Enfin, éduquer à la médiation c’est peut être aussi repenser la manière d’apprendre.

Universcience * défini la coéducation comme « une forme d’éducation qui privilégie l’apprentissage en autonomie, par l’expérience collective et la collaboration. Elle ne se limite pas à l’interaction entre l’enfant et le média censé permettre l’apprentissage, mais s’appuie aussi sur l’émulation du groupe et prend en compte la situation d’apprentissage dans son ensemble. La coéducation est un processus interactif et collectif qui favorise la socialisation de l’enfant »

 

L’enseignant ne détient pas « le » savoir, il détient « un » savoir et il transmet surtout le rapport qu’il a avec ce savoir.

De plus, l’enfant d’aujourd’hui a une multitude de possibilités d’accéder au savoir. L’enseignant est le guide qui donne les pistes de cet accès et en enseigne les richesses mais aussi les dangers.

Dans son manifeste « le plaisir d’apprendre », Philippe Mérieu, convaincu que « dans la course effrénée que vivent nos enfants aujourd’hui, la découverte du plaisir d’apprendre reste l’acte fondateur de toute éducation », explique qu’il est vain de forcer un élève à entrer dans les apprentissages. C’est l’élève qui détient le pouvoir. « Nul ne désire, n’apprend et ne grandit pour quiconque et c’est là, au cœur de cette tension vive que prend naissance la pédagogie ».

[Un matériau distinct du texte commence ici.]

use std::sync::Arc;

use async_trait::async_trait;
use dashmap::DashMap;
use taskchain::{
    CancelOutcome, Error, Pipeline, Result, RunId, RunSubmission, Scheduler,
    SchedulerSettings, UniqueWorkPolicy, WorkInfoStream, WorkerRegistry,
};
use tokio::sync::Semaphore;
use tokio_util::sync::CancellationToken;
use tracing::{debug, info};

use crate::engine::{self, Predecessor, RunContext};
use crate::monitor::ConstraintMonitor;
use crate::store::WorkInfoStore;

/// Executes pipelines on the current tokio runtime.
///
/// Each accepted run is driven by its own spawned task. Unique names are
/// resolved atomically: concurrent submissions under one name are
/// serialized, so `Replace` never leaves two runs active.
///
/// # Examples
///
/// ```
/// use std::sync::Arc;
/// use taskchain::{
///     worker_fn, Data, PipelineBuilder, RunState, StageError, StageKind, UniqueWorkPolicy,
///     WorkRequest, WorkerRegistry,
/// };
/// use taskchain_scheduler::{ConstraintMonitor, InMemoryScheduler};
///
/// # #[tokio::main(flavor = "current_thread")]
/// # async fn main() -> taskchain::Result<()> {
/// let workers = WorkerRegistry::new().register(
///     "Echo",
///     Arc::new(worker_fn(|input: Data| async move { Ok::<_, StageError>(input) })),
/// );
/// let scheduler = Arc::new(InMemoryScheduler::new(workers, ConstraintMonitor::default()));
///
/// let handle = PipelineBuilder::begin_unique_work(
///     scheduler,
///     "echo",
///     WorkRequest::from_worker(StageKind::Transform, "Echo"),
/// )
/// .submit(UniqueWorkPolicy::Replace)
/// .await?;
///
/// assert_eq!(handle.wait_for_terminal().await?, RunState::Succeeded);
/// # Ok(())
/// # }
/// ```
pub struct InMemoryScheduler {
    store: Arc<WorkInfoStore>,
    workers: WorkerRegistry,
    monitor: ConstraintMonitor,
    names: Arc<DashMap<String, Vec<RunId>>>,
    tokens: Arc<DashMap<RunId, CancellationToken>>,
    permits: Arc<Semaphore>,
    settings: SchedulerSettings,
}

impl InMemoryScheduler {
    /// Creates a scheduler executing `workers` under the device state
    /// published by `monitor`.
    pub fn new(workers: WorkerRegistry, monitor: ConstraintMonitor) -> Self {
        let settings = SchedulerSettings::default();
        Self {
            store: Arc::new(WorkInfoStore::new()),
            workers,
            monitor,
            names: Arc::new(DashMap::new()),
            tokens: Arc::new(DashMap::new()),
            permits: Arc::new(Semaphore::new(settings.max_concurrent_runs.max(1))),
            settings,
        }
    }

    /// Replaces the settings. Call before submitting anything.
    #[must_use]
    pub fn with_config(mut self, settings: SchedulerSettings) -> Self {
        self.permits = Arc::new(Semaphore::new(settings.max_concurrent_runs.max(1)));
        self.settings = settings;
        self
    }

    /// The monitor task constraints are evaluated against.
    pub fn monitor(&self) -> &ConstraintMonitor {
        &self.monitor
    }

    /// The underlying work info store.
    pub fn store(&self) -> &WorkInfoStore {
        &self.store
    }

    fn is_active(&self, run_id: RunId) -> bool {
        self.store
            .run_state(run_id)
            .is_some_and(|state| !state.is_terminal())
    }

    fn cancel_active(&self, run_id: RunId) -> usize {
        if let Some(token) = self.tokens.get(&run_id) {
            token.cancel();
        }
        self.store.cancel_run(run_id)
    }

    fn submission_for(&self, name: &str, run_id: RunId) -> Result<RunSubmission> {
        let updates = self.store.subscribe_run(run_id).ok_or_else(|| Error::UnknownRun {
            run_id: run_id.to_string(),
        })?;
        Ok(RunSubmission {
            name: name.to_string(),
            run_id,
            task_ids: self.store.run_task_ids(run_id),
            updates,
        })
    }
}

impl std::fmt::Debug for InMemoryScheduler {
    fn fmt(&self, f: &mut std::fmt::Formatter<'_>) -> std::fmt::Result {
        f.debug_struct("InMemoryScheduler")
            .field("workers", &self.workers)
            .field("settings", &self.settings)
            .field("tasks", &self.store.len())
            .finish_non_exhaustive()
    }
}

fn outcome(count: usize) -> CancelOutcome {
    if count == 0 {
        CancelOutcome::NothingToCancel
    } else {
        CancelOutcome::Cancelled(count)
    }
}

#[async_trait]
impl Scheduler for InMemoryScheduler {
    async fn submit(&self, pipeline: Pipeline, policy: UniqueWorkPolicy) -> Result<RunSubmission> {
        pipeline.validate()?;
        let name = pipeline.name().to_string();

        let mut runs = self.names.entry(name.clone()).or_default();
        runs.retain(|id| self.store.contains_run(*id));
        let active: Vec<RunId> = runs
            .iter()
            .copied()
            .filter(|id| self.is_active(*id))
            .collect();

        let mut after = None;
        match policy {
            UniqueWorkPolicy::Keep => {
                if let Some(&existing) = active.last() {
                    info!(%name, run_id = %existing, "keeping active run; new pipeline dropped");
                    return self.submission_for(&name, existing);
                }
            },
            UniqueWorkPolicy::Replace => {
                for run_id in &active {
                    let cancelled = self.cancel_active(*run_id);
                    info!(%name, run_id = %run_id, cancelled, "replacing active run");
                }
            },
            UniqueWorkPolicy::Append => {
                if let Some(&previous) = active.last() {
                    if let Some(updates) = self.store.subscribe_run(previous) {
                        debug!(%name, after = %previous, "appending to active run");
                        after = Some(Predecessor {
                            run_id: previous,
                            leaves: self.store.run_leaves(previous),
                            updates,
                        });
                    }
                }
            },
        }

        let run_id = RunId::new();
        let updates = self.store.insert_run(run_id, &pipeline);
        runs.push(run_id);
        drop(runs);

        let token = CancellationToken::new();
        self.tokens.insert(run_id, token.clone());

        let submission = RunSubmission {
            name,
            run_id,
            task_ids: pipeline.task_ids(),
            updates,
        };
        info!(name = %submission.name, %run_id, %policy, "run accepted");

        tokio::spawn(engine::drive(RunContext {
            run_id,
            pipeline,
            store: Arc::clone(&self.store),
            workers: self.workers.clone(),
            monitor: self.monitor.clone(),
            token,
            permits: Arc::clone(&self.permits),
            after,
            retain_terminal: self.settings.retain_terminal,
            tokens: Arc::clone(&self.tokens),
            names: Arc::clone(&self.names),
        }));

        Ok(submission)
    }

    async fn cancel_by_name(&self, name: &str) -> Result<CancelOutcome> {
        let run_ids = self
            .names
            .get(name)
            .map(|runs| runs.clone())
            .unwrap_or_default();
        let cancelled: usize = run_ids.into_iter().map(|id| self.cancel_active(id)).sum();
        debug!(%name, cancelled, "cancel by name");
        Ok(outcome(cancelled))
    }

    async fn cancel_run(&self, run_id: RunId) -> Result<CancelOutcome> {
        Ok(outcome(self.cancel_active(run_id)))
    }

    fn query_by_tag(&self, tag: &str) -> WorkInfoStream {
        WorkInfoStream::new(self.store.subscribe_tag(tag))
    }

    fn query_by_name(&self, name: &str) -> WorkInfoStream {
        WorkInfoStream::new(self.store.subscribe_name(name))
    }

    async fn prune(&self) -> Result<usize> {
        let (pruned, removed) = self.store.prune_terminal();
        for run_id in &pruned {
            self.tokens.remove(run_id);
        }
        self.names.retain(|_, runs| {
            runs.retain(|id| !pruned.contains(id));
            !runs.is_empty()
        });
        debug!(runs = pruned.len(), tasks = removed, "pruned terminal runs");
        Ok(removed)
    }
}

C’est en ce sens que nous avons trouvé intéressant de comparer la pédagogie collaborative et la pédagogie de la médiation.

Sans aller jusqu’à dire qu’un éducateur serait un médiateur au sens juridique du terme, en se plaçant comme médiateur du savoir, l’enseignant, va plus loin que le fait de partager son savoir, il permet de faire émerger le savoir d’une classe toute entière.

Il en est de même quant à la discipline. Nous avons eu la chance d’observer, lors d’un cours éducation à la paix à l’école internationale de Tahiti, un bel exemple d’éducation positive. Alors qu’un élève perturbait la classe en faisant rire ses camarades, au lieu de le sanctionner individuellement ou sanctionner collectivement la classe, l’enseignant a demandé à l’enfant de venir s’asseoir à côté de lui, il lui a d’abord demandé ce qu’il pensait de son attitude et comment il pouvait faire pour se calmer, puis il a demandé à la classe comment elle pouvait l’aider à se calmer. A l’instar du médiateur, l’enseignant ne s’est pas positionné en juge ou décideur, il a laissé à l’ensemble des élèves concernés la possibilité de trouver ensemble la solution la mieux adaptée pour retrouver le calme.

Cette réflexion vient conforter l’idée que l’introduction de la médiation à l’école va bien au delà de la résolution et prévention des conflits. La culture de la médiation c’est aussi aller vers une éducation à la paix, à l’intelligence émotionnelle et collective.

 * Universcience est né en 2010 du rapprochement de la Cité des sciences et de l’industrie et du Palais de la découverte.